Expect some leaf loss during the first month after division — this is normal stress response. New leaves emerging from the centre of each new plant signal successful division. Keep humidity above 60% for the establishment period; this is one situation where a plastic dome or grow tent helps.

Section 12

Repotting

Repot every 2 years in spring, when the plant is entering active growth. Going up one pot size only — calatheas prefer being slightly snug. Use fresh tropical mix with added perlite and orchid bark.

Signs it's time: roots circling the bottom of the pot, water running through without absorbing into the soil, and slowed growth despite good conditions. The repot itself is also the ideal moment to divide a large plant for propagation. Keep the freshly repotted plant in extra-high humidity for 2 weeks while the disturbed roots reestablish.

Section 13

Why calatheas are non-toxic — and what that means

Calatheas (Goeppertia spp.) are non-toxic to cats, dogs, and humans. The ASPCA confirms this for the genus.
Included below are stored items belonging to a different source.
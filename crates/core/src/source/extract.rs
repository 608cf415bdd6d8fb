//! Info-hash extraction from magnet URIs found in scraped pages.
//!
//! Sites change how they embed magnets every now and then, so extraction is an
//! ordered list of strategies. The first one that yields a hash wins.

use regex_lite::Regex;
use tracing::warn;

/// A recovered info hash plus the magnet URI to hand out for it.
#[derive(Debug, Clone, PartialEq, Eq)]
pub struct Extracted {
    /// Uppercase info hash.
    pub info_hash: String,
    /// Magnet URI, either the original or one rebuilt around the hash.
    pub magnet_url: String,
}

/// One way of pulling an info hash out of a magnet string.
pub trait InfoHashStrategy: Send + Sync {
    /// Short name for logs.
    fn name(&self) -> &'static str;

    /// Try to extract. `title` is available for strategies that rebuild the magnet.
    fn extract(&self, magnet: &str, title: &str) -> Option<Extracted>;
}

/// Canonicalize a raw hash: drop separators, uppercase, reject anything that
/// isn't hexadecimal.
pub(crate) fn canonical_hash(raw: &str) -> Option<String> {
    let hash: String = raw.chars().filter(|c| *c != '-').collect();
    if hash.is_empty() || !hash.chars().all(|c| c.is_ascii_hexdigit()) {
        return None;
    }
    Some(hash.to_ascii_uppercase())
}

/// Plain `btih:<hash>&` form. The magnet is used verbatim.
pub struct PlainBtih {
    pattern: Regex,
}

impl PlainBtih {
    pub fn new() -> Self {
        Self {
            // Non-greedy: stop at the first parameter separator.
            pattern: Regex::new(r"btih:(.+?)&").expect("static regex"),
        }
    }
}

impl Default for PlainBtih {
    fn default() -> Self {
        Self::new()
    }
}

impl InfoHashStrategy for PlainBtih {
    fn name(&self) -> &'static str {
        "plain_btih"
    }

    fn extract(&self, magnet: &str, _title: &str) -> Option<Extracted> {
        let raw = self.pattern.captures(magnet)?.get(1)?.as_str();
        let info_hash = canonical_hash(raw)?;
        Some(Extracted {
            info_hash,
            magnet_url: magnet.to_string(),
        })
    }
}

/// JS-escaped form: `btih:<hash>\x26dn=...\x26tr=...`, hash possibly split by dashes.
///
/// The rest of such a magnet is only partially escaped, so it gets rebuilt from
/// the hash, the page title and the tracker tail.
pub struct EscapedBtih {
    pattern: Regex,
}

const ESCAPED_AMP: &str = r"\x26";
const ESCAPED_TRACKER_TAIL: &str = r"\x26tr=";

impl EscapedBtih {
    pub fn new() -> Self {
        Self {
            pattern: Regex::new(r"btih:(.+?)\\x26dn=").expect("static regex"),
        }
    }
}

impl Default for EscapedBtih {
    fn default() -> Self {
        Self::new()
    }
}

impl InfoHashStrategy for EscapedBtih {
    fn name(&self) -> &'static str {
        "escaped_btih"
    }

    fn extract(&self, magnet: &str, title: &str) -> Option<Extracted> {
        let raw = self.pattern.captures(magnet)?.get(1)?.as_str();
        let info_hash = canonical_hash(raw)?;

        let Some(tail_index) = magnet.find(ESCAPED_TRACKER_TAIL) else {
            warn!(
                magnet = magnet,
                "Couldn't recreate magnet URL by cutting at \\x26tr=. Did the HTML change?"
            );
            return None;
        };
        let tail = magnet[tail_index..].replace(ESCAPED_AMP, "&");

        let magnet_url = format!(
            "magnet:?xt=urn:btih:{}&dn={}{}",
            info_hash,
            urlencoding::encode(title),
            tail
        );
        Some(Extracted {
            info_hash,
            magnet_url,
        })
    }
}

/// The default strategy order.
pub fn default_strategies() -> Vec<Box<dyn InfoHashStrategy>> {
    vec![Box::new(PlainBtih::new()), Box::new(EscapedBtih::new())]
}

/// Apply strategies in order, stopping at the first success.
pub fn extract_info_hash(
    strategies: &[Box<dyn InfoHashStrategy>],
    magnet: &str,
    title: &str,
) -> Option<Extracted> {
    strategies
        .iter()
        .find_map(|strategy| strategy.extract(magnet, title))
}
This makes them one of the very few popular high-drama houseplants safe for households with pets that chew — most other tropical foliage plants (monstera, pothos, philodendron, fiddle leaf fig) contain calcium oxalates and are toxic.

Non-toxic does not mean nutritious — calatheas are not edible and pets that eat them may still vomit from the physical irritation. But you do not need to worry about poisoning if a leaf is chewed.

Section 14

Seasonal care

Calatheas are tropical and don't have a strict dormancy, but their requirements shift with the seasons because indoor humidity and light change so dramatically.

  • ·Spring (Mar–May): Resume fertilizer at quarter strength. Best time to repot, divide, and reset humidity routines for the year.
  • ·Summer (Jun–Aug): Peak growth. Water every 5–7 days, keep humidity at 55%+ even with windows open. Avoid air-conditioning blasts.
  • ·Autumn (Sep–Oct): Ease off fertilizer. Watch for the first cold drafts and start running the humidifier ahead of central heating season.
  • ·Winter (Nov–Feb): Skip fertilizer. Run the humidifier daily; aim for 50–60% relative humidity. Move plants away from cold windows and check water cadence — calathea soil can stay damp longer in cooler conditions.